Tuesday, 11 November 2025

Need to make room

The house is a mess. My freezers are overflowing. There's too much food in my fridge. Mostly very positive problems, I think. In most times, at least. But Christmas is coming! Where would I stick my ham? Casseroles? Sweet bakes?

Can't use veranda as cooler, because it's still full of MIL's stuff. New kitchen is full of building materials, dining table is under... plumbing equipment? Video projector? We haven't been able to eat at the table for a long time, probably since summer.

So, from now on, I will not buy food...

Or maybe I will. I usually do.

Last time I went really shopping was Monday last week. I was leaving the next day, so I needed to make sure there was things os can eat (as he still has some issues with food). And then I got "free" food in the same evening (like 10 containers of vanilla soy yoghurt, half a litre each). I really didn't have much time to process all I got, so I just stuck them to the freezers where ever I found an empty nook... Boys did a fine job on emptying the fridge during the week. I was back home by 1am Friday.

Friday dinner was insired by pasta carbonara; I had spaghetti, bacon, and some basic cheeses (eggs and garlic at least are in the original receipe) Nevertheless, it was delicious.

Then by Saturday morning I was feeling feverish, so all things I planned on doing were left undone. I didn't eat much on Saturday, family had rice and chicken (from freezer) in cream sauce. Yesterday I decided we need to have a proper dinner, so I rummaged the big chest freezer and found minced meat (it's 50/50 pork and beef). Fried that with taco seasoning, cut some chines cabbage in to thin strips, heated a carton of baked beans, grated some odd ends of cheese and ta-da! burritos!

Today I'm feeling slightly better, but not much. I knew I had some marinated chicken in the freezer, and we have WAY too much hamburger buns in there, too. I fries the chicken, sliced it. Chicken burgers!

I'm not planning on going to grocery stores this week until Friday. If I'm feeling ok. I might need some cheese, if I'd like to make pizza (but I do have some real mozzarella in the freezer). Maybe I'll make a quiche to use up some veggies?

Veranda and dining table will have to wait.

Something is rotten in the state of Denmark

Last week I was on a work trip in Denmark. Nice weather (sunny, warm, just a light breeze - something I WOULD NOT expect from Denmark!). Long, long days, interesting people and good food.

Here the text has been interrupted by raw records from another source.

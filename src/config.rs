//! Application configuration module / 应用配置模块
//!
//! Configuration is loaded from a JSON file (default `config.json` in the
//! working directory). A default file is created on first run.
//! Credentials may be overridden by `OSS_CLIENT_ID` / `OSS_CLIENT_SECRET`.

use std::path::{Path, PathBuf};
use std::time::Duration;

use serde::{Deserialize, Serialize};

use crate::error::{OssError, Result};
use crate::oss::types::{MAX_MINUTES_EXPIRATION, MAX_PARTS, MEGABYTE, MIN_PART_SIZE};
use crate::retry::RetryPolicy;

pub const ENV_CLIENT_ID: &str = "OSS_CLIENT_ID";
pub const ENV_CLIENT_SECRET: &str = "OSS_CLIENT_SECRET";

/// Region where the data resides / 数据所在区域
#[derive(Debug, Clone, Copy, PartialEq, Eq, Serialize, Deserialize, Default)]
pub enum Region {
    #[default]
    US,
    EMEA,
}

impl Region {
    pub fn as_str(&self) -> &'static str {
        match self {
            Region::US => "US",
            Region::EMEA => "EMEA",
        }
    }
}

/// Application configuration / 应用配置
#[derive(Debug, Clone, Serialize, Deserialize, Default)]
pub struct AppConfig {
    #[serde(default)]
    pub api: ApiConfig,
    #[serde(default)]
    pub auth: AuthConfig,
    #[serde(default)]
    pub upload: UploadSettings,
}

/// Control-plane endpoint configuration / 接口地址配置
#[derive(Debug, Clone, Serialize, Deserialize)]
pub struct ApiConfig {
    /// API host, without trailing slash / API主机地址
    pub host: String,
    /// Path of the bucket API below the host / 存储桶API路径
    pub bucket_api_path: String,
    #[serde(default)]
    pub region: Region,
    /// HTTP request timeout in seconds, 0 = none / 请求超时（秒）
    #[serde(default = "default_timeout")]
    pub timeout_secs: u64,
}

/// Client credentials / 客户端凭证
#[derive(Debug, Clone, Serialize, Deserialize, Default)]
pub struct AuthConfig {
    #[serde(default)]
    pub client_id: String,
    #[serde(default)]
    pub client_secret: String,
}

/// Upload tuning / 上传参数
///
/// `minutes_expiration` must cover the transfer of a whole batch, or the
/// batch's later URLs expire before they are used.
#[derive(Debug, Clone, Serialize, Deserialize)]
#[serde(default)]
pub struct UploadSettings {
    /// Bytes per part, all parts except the last / 分片大小（字节）
    pub chunk_size: u64,
    /// Parts requested per signed-URL batch / 每批请求的URL数量
    pub max_parts_per_batch: u32,
    /// Signed URL lifetime in minutes / 签名URL有效期（分钟）
    pub minutes_expiration: u32,
    /// Retry policy for every network call / 网络请求重试策略
    pub retry: RetryPolicy,
    /// Fresh batches allowed per batch after a 403 / 403后允许重新获取URL的次数
    pub max_url_refreshes: u32,
}

fn default_timeout() -> u64 {
    300
}

impl Default for ApiConfig {
    fn default() -> Self {
        Self {
            host: "https://developer.api.autodesk.com".to_string(),
            bucket_api_path: "oss/v2/buckets".to_string(),
            region: Region::default(),
            timeout_secs: default_timeout(),
        }
    }
}

impl Default for UploadSettings {
    fn default() -> Self {
        Self {
            chunk_size: 100 * MEGABYTE,
            max_parts_per_batch: MAX_PARTS,
            minutes_expiration: MAX_MINUTES_EXPIRATION,
            retry: RetryPolicy::default(),
            max_url_refreshes: 3,
        }
    }
}

impl ApiConfig {
    /// Base URL of the bucket API / 存储桶API基础地址
    pub fn bucket_api_url(&self) -> String {
        format!(
            "{}/{}",
            self.host.trim_end_matches('/'),
            self.bucket_api_path.trim_matches('/')
        )
    }

    pub fn timeout(&self) -> Option<Duration> {
        (self.timeout_secs > 0).then(|| Duration::from_secs(self.timeout_secs))
    }
}

impl UploadSettings {
    /// Check the protocol limits / 检查协议限制
    pub fn validate(&self) -> Result<()> {
        if self.chunk_size < MIN_PART_SIZE {
            return Err(OssError::Config(format!(
                "chunk_size {} is below the minimum part size of {} bytes",
                self.chunk_size, MIN_PART_SIZE
            )));
        }
        if self.max_parts_per_batch == 0 || self.max_parts_per_batch > MAX_PARTS {
            return Err(OssError::Config(format!(
                "max_parts_per_batch must be between 1 and {}, got {}",
                MAX_PARTS, self.max_parts_per_batch
            )));
        }
        if self.minutes_expiration == 0 || self.minutes_expiration > MAX_MINUTES_EXPIRATION {
            return Err(OssError::Config(format!(
                "minutes_expiration must be between 1 and {}, got {}",
                MAX_MINUTES_EXPIRATION, self.minutes_expiration
            )));
        }
        if self.retry.attempts == 0 {
            return Err(OssError::Config("retry.attempts must be at least 1".to_string()));
        }
        Ok(())
    }
}

impl AppConfig {
    /// Apply environment overrides / 应用环境变量覆盖
    pub fn apply_env(&mut self) {
        if let Ok(id) = std::env::var(ENV_CLIENT_ID) {
            self.auth.client_id = id;
        }
        if let Ok(secret) = std::env::var(ENV_CLIENT_SECRET) {
            self.auth.client_secret = secret;
        }
    }

    pub fn validate(&self) -> Result<()> {
        if self.api.host.is_empty() {
            return Err(OssError::Config("api.host is empty".to_string()));
        }
        self.upload.validate()
    }
}

/// Get the default config file path / 获取默认配置文件路径
pub fn default_config_path() -> PathBuf {
    std::env::current_dir()
        .unwrap_or_else(|_| PathBuf::from("."))
        .join("config.json")
}

/// Load configuration from file, or create default if not exists / 加载配置文件，不存在则创建默认配置
pub fn load_config(path: &Path) -> Result<AppConfig> {
    let mut config = if path.exists() {
        let content = std::fs::read_to_string(path)
            .map_err(|e| OssError::Config(format!("failed to read {:?}: {}", path, e)))?;
        let config: AppConfig = serde_json::from_str(&content)
            .map_err(|e| OssError::Config(format!("failed to parse {:?}: {}", path, e)))?;
        tracing::info!("Loaded configuration from {:?}", path);
        config
    } else {
        let config = AppConfig::default();
        save_config(path, &config)?;
        tracing::info!("Created default configuration at {:?}", path);
        config
    };

    config.apply_env();
    config.validate()?;
    Ok(config)
}

/// Save configuration to file / 保存配置到文件
pub fn save_config(path: &Path, config: &AppConfig) -> Result<()> {
    let content = serde_json::to_string_pretty(config)
        .map_err(|e| OssError::Config(format!("failed to serialize config: {}", e)))?;
    std::fs::write(path, content)
        .map_err(|e| OssError::Config(format!("failed to write {:?}: {}", path, e)))?;
    Ok(())
}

And unfortunately I got covid, most likely on my way back home at the airport security line (should've gone by train). Well, haven't got a covid test, but symptoms are just right for this new strain. I'm not completely wiped out, but sick enough to call my supervisor "Sorry, can't work". Really it doesn't matter that much, I'm usually working from home anyway, I could've played working by sending few emails. Byt why should I? Here where I live I get paid if I'm sick only few days, and I can just call my supervisor to tell I'm sick. So if I AM sick, I am sick and not pretend to not be.

But it is nice to be at home sick alone. No-one is demanding my attention, or asking me things. It is so quiet (it wasn't quiet in Denmark) and I just sit in my comfy chair sniffing and nursing some hot drink and do nothing else... (of course it would be completely different thing if I was really really sick, but I'm not)

And - I've not told hb I'm on a sick leave. Either he would worry too much or then think I'm not sick and calls me all day do-this, do-that blah-blah-blah.

I would LOVE to be able to do all those small things around the house, but I AM sick, now my head is full of something icky and my brains are slow. If I put washing machine on, I get exhausted and all sweaty. If I go out with 'Suma (I mean I open the door and just stand in the middle of the driveway "You better go now for a pee and a poo!") I will freeze with my winter coat on...

But it was nice to meet my colleagues from Germany and France and all other places.